Single by Joe "King" Oliver

from the album The Legendary King Oliver
- Recorded: March 11, 1926
- Venue: Chicago, Illinois, U.S.
- Genre: Jazz
- Length: 3:12
- Label: Vocalion matrix E2634-E2635
- Songwriter: Joe "King" Oliver
- Producer: Joe "King" Oliver

= Snag it =

"Snag It" is an instrumental piece written by Joe "King" Oliver and recorded by Oliver at least twice. The first fime with his Jazz Band in Chicago for Vocalion/Brunswick was on March 11, 1926, then on September 17, 1926. Many others recorded the piece: Fletcher Henderson's Dixie Stompers in 1927, Louis Armstrong in 1957, Andy Kirk in 1930, Bunk Johnson, Terry Lightfoot, Humphrey Lyttelton and many other bands playing traditional jazz.

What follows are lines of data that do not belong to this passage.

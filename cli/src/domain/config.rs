//! Domain types for the JSON descriptor (`user_config.json`).
//!
//! Pure functions only: no I/O, no async, no filesystem access.

use serde::Deserialize;

// ── Constants ────────────────────────────────────────────────────────────────

/// File name of the descriptor inside the tunnel options folder.
pub const CONFIG_FILE_NAME: &str = "user_config.json";

/// Package that every run installs before any caller-specified package.
pub const MANDATORY_OS_PACKAGE: &str = "openssh-server";

// ── Descriptor schema ────────────────────────────────────────────────────────

/// Parsed `user_config.json`. Read-only after loading.
#[derive(Debug, Clone, PartialEq, Eq, Deserialize)]
pub struct Descriptor {
    /// Packages installed with `pip`.
    #[serde(default)]
    pub python_packages: Vec<String>,
    /// Packages installed with the OS package manager.
    #[serde(default)]
    pub os_packages: Vec<String>,
    /// Relay connection parameters.
    pub tunnel_options: TunnelOptions,
}

/// Connection parameters for the relay server.
#[derive(Debug, Clone, PartialEq, Eq, Deserialize)]
pub struct TunnelOptions {
    /// Host name or address of the relay server.
    pub service_url: String,
    /// Port on the relay server that forwards back to this instance.
    pub service_port: u16,
    /// Port the operator's client opens locally (direct) or the port the
    /// relay exposes for this instance (relay).
    pub local_port: u16,
}

/// Parse descriptor JSON text.
///
/// # Errors
///
/// Returns the `serde_json` error if the text is not valid JSON or does not
/// match the descriptor schema.
pub fn parse_descriptor(text: &str) -> Result<Descriptor, serde_json::Error> {
    serde_json::from_str(text)
}

// ── Unit tests ───────────────────────────────────────────────────────────────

"Snag It" is of a twelve bar blues format, typical of the jazz style that predominated during Oliver's early career. "Snag It" continues to be performed today, partly due to its historical significance. Oliver was Armstrong's teacher and mentor, the latter commenting that Oliver was a pioneer in the evolution of jazz... and one of those who shaped the Creole sound of New Orleans jazz.

"Snag It" appeared on Armstrong's Satchmo: A Musical Autobiography.